This book was written to accomplish four goals:
- To encourage study of Jesus's words outside his story
- To show how to use his words to inspire prayers
- To provide a selection of prayers on different topics
- To offer a template for creating more specific prayers.
This work extends Pastor Rick Warren's 40 Days of Prayer concept for the specific purpose of studying Jesus's words. In his book, Pastor Warren suggested using the Lord's Prayer as a template for prayer in general. This book extends his idea by using all of the Savior's words in Matthew as a template for a set of prayers-based on my fifteen years of studying Christ's words in the original Greek.
Unlike Warren's work, however, this book is designed both for study and for use as a prayer book. It offers you a guide to how you can use Jesus's own words to inspire your own prayers.
On this book's left-hand pages, I show each of Jesus's spoken words in the Gospel of Matthew. On the facing right-hand pages, each line of Jesus's words inspires a line in a prayer.
The verses from Matthew are shown in their original order, chapter after chapter, without their narrative. While we normally hear Jesus's words in the context of his story, by taking his words out of that story we can hear them in a new way: as if they were addressed to us personally today, not just to those around him then.I separated these verses into forty days for easier study. I used the chapter divisions and the logical breaks between topics within a chapter to create the separate prayers.
Each prayer focuses on a specific topic. That topic was suggested by the content of Jesus's words. In the original story, his words may have addressed a number of different situations, but taken together they seem to offer a unifying theme. I used these themes to create the resulting prayers. Prayers average about a page and a half each. The shortest is one verse. The longest is three pages. These prayers are just one way to interpret the Lord's words as prayer. They are generalized and written in the first person plural, like the Lord's Prayer itself. However, they are designed to inspire more specific prayers relating to your own unique situation.
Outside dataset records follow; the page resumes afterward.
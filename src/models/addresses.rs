use serde::{Deserialize, Serialize};

use super::serde_util::option_amount;

/// A deposit address owned by the merchant.
#[derive(Debug, Clone, PartialEq, Serialize, Deserialize)]
pub struct Address {
    pub id: String,
    /// On-chain address; absent while the address is still being generated
    pub address: Option<String>,
    pub currency: String,
    pub network: String,
    #[serde(default, deserialize_with = "option_amount::deserialize")]
    pub balance: Option<f64>,
    #[serde(default)]
    pub label: String,
}

/// Response of the address listing.
#[derive(Debug, Clone, PartialEq, Serialize, Deserialize)]
pub struct Addresses {
    pub addresses: Vec<Address>,
}

/// Response of address creation.
#[derive(Debug, Clone, PartialEq, Serialize, Deserialize)]
pub struct AddressResponse {
    pub address: Address,
}

/// Payload for creating a deposit address.
#[derive(Debug, Clone, PartialEq, Eq, Serialize)]
pub struct NewAddress {
    pub currency: String,
    pub network: String,
    pub label: String,
}

impl NewAddress {
    /// Creates a payload with an empty label.
    #[must_use]
    pub fn new(currency: impl Into<String>, network: impl Into<String>) -> Self {
        Self {
            currency: currency.into(),
            network: network.into(),
            label: String::new(),
        }
    }

    /// Sets the label.
    #[must_use]
    pub fn with_label(mut self, label: impl Into<String>) -> Self {
        self.label = label.into();
        self
    }
}
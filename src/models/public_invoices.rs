//! Legacy invoice flow where the token travels in the query or body.

use serde::{Deserialize, Serialize};

use super::serde_util::amount;

/// Telegram bot that hosts the payment page of public invoices.
const TELEGRAM_BOT_URL: &str = "https://t.me/bitpapa_bot";

/// Invoice created through the legacy public endpoint.
#[derive(Debug, Clone, PartialEq, Serialize, Deserialize)]
pub struct PublicInvoice {
    pub id: String,
    pub currency_code: String,
    #[serde(deserialize_with = "amount::deserialize")]
    pub amount: f64,
    pub status: String,
    pub created_at: String,
    pub updated_at: String,
}

impl PublicInvoice {
    /// Telegram deep link that opens the payment flow for this invoice.
    #[must_use]
    pub fn url(&self) -> String {
        format!("{TELEGRAM_BOT_URL}?start={}", self.id)
    }
}

#[derive(Debug, Clone, PartialEq, Serialize, Deserialize)]
pub struct PublicInvoices {
    pub invoices: Vec<PublicInvoice>,
}

#[derive(Debug, Clone, PartialEq, Serialize, Deserialize)]
pub struct PublicInvoiceResponse {
    pub invoice: PublicInvoice,
}

/// Body of the legacy create call: `{"api_token": .., "invoice": {..}}`.
#[derive(Debug, Clone, PartialEq, Serialize)]
pub struct NewPublicInvoice {
    pub api_token: String,
    pub invoice: PublicInvoiceInput,
}

/// Invoice fields of [`NewPublicInvoice`].
#[derive(Debug, Clone, PartialEq, Serialize)]
pub struct PublicInvoiceInput {
    pub currency_code: String,
    pub amount: f64,
}

impl NewPublicInvoice {
    /// Invoice for `amount` of `currency_code`, authorized by `api_token`.
    #[must_use]
    pub fn new(api_token: impl Into<String>, currency_code: impl Into<String>, amount: f64) -> Self {
        Self {
            api_token: api_token.into(),
            invoice: PublicInvoiceInput {
                currency_code: currency_code.into(),
                amount,
            },
        }
    }
}
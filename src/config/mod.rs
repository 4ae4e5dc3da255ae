//! Configuration layer for the command-line client.
//!
//! This module provides:
//! - CLI argument parsing ([`Cli`], [`Command`])
//! - TOML configuration file parsing ([`TomlConfig`])
//! - Validated configuration ([`ValidatedConfig`])
//! - Configuration file generation ([`write_default_config`])
//! - Default values ([`defaults`])
//!
//! # Priority
//!
//! Configuration values are resolved with the following priority (highest to lowest):
//!
//! 1. **Explicit CLI arguments** - Values explicitly passed via command line
//! 2. **TOML config file** - `--config`, or the default file if it exists
//! 3. **Built-in defaults** - Hardcoded default values
//!
//! The access token has no default. It is required by every command except
//! `init` and `rates`.

mod cli;
pub mod defaults;
mod error;
mod toml;
mod validated;

#[cfg(test)]
mod cli_tests;
#[cfg(test)]
mod validated_tests;

pub use cli::{Cli, Command};
pub use error::{ConfigError, field};
pub use toml::{ApiSection, TomlConfig, default_config_template};
pub use validated::{ValidatedConfig, write_default_config};
//! Tests for `ReqwestClient`.
//!
//! Behaviour against a live server is covered by the executor tests through
//! a mock transport; these only exercise construction and failure mapping.

use std::time::Duration;

use super::{HttpClient, HttpError, HttpRequest, ReqwestClient};

#[test]
fn with_timeout_builds_client() {
    let client = ReqwestClient::with_timeout(Duration::from_secs(10)).unwrap();

    assert!(format!("{client:?}").contains("ReqwestClient"));
}

#[test]
fn from_client_wraps_custom_client() {
    let custom = reqwest::Client::builder()
        .timeout(Duration::from_secs(30))
        .build()
        .unwrap();
    let client = ReqwestClient::from_client(custom);

    assert!(format!("{client:?}").contains("ReqwestClient"));
}

#[test]
fn client_is_send_sync_and_cheap_to_clone() {
    fn assert_send_sync<T: Send + Sync + Clone>() {}
    assert_send_sync::<ReqwestClient>();
}

#[tokio::test]
async fn unresolvable_host_is_reported_as_connection_error() {
    let client = ReqwestClient::with_timeout(Duration::from_secs(5)).unwrap();
    let url = url::Url::parse("http://bitpapa.invalid/api/v1/exchange_rates/all").unwrap();

    let result = client.request(HttpRequest::get(url)).await;

    // Behind a proxy the lookup failure may come back as a 5xx instead.
    match result {
        Err(HttpError::Connection(_) | HttpError::Timeout) => {}
        Ok(resp) if !resp.is_success() => {}
        other => panic!("expected a transport failure, got {other:?}"),
    }
}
These prayers can be used to give you words when you cannot find your own, or they can aid you in discovering your own words to express your own thoughts and feelings. This book can be used in several different ways. Each of these approaches offers different advantages.
- You can study the left-hand pages with Christ's words by themselves, ignoring the facing prayer. This approach allows you to rediscover what Christ said. By reading his words without their narrative, you can ponder his message for us today.
- You can read one verse of Christ's words and then the corresponding line of prayer. I think of this as the "call and response" method. Christ is calling to us with his words and we are responding directly to him with our prayer.
- You can also read one line of Christ's words, read a line of the prayer, and then imagine your own prayer: the "personal call and response." You are responding directly to him with your own words, beginning by changing the plural "we" pronouns to singular "I" pronouns. This book's format leaves plenty of spaces between lines and in the columns to write down your prayers if you so desire.
- Finally, you can use this work as a prayer book alone, concentrating on the right-hand prayer pages and using the index to find the prayer(s) you need. Using the book in this way, you or your prayer group will find that prayers adapted directly from Christ's words are powerful tools for addressing many different issues. There are prayers for healing, prayers for wisdom, prayers against self-deception, prayers for guidance, and so on.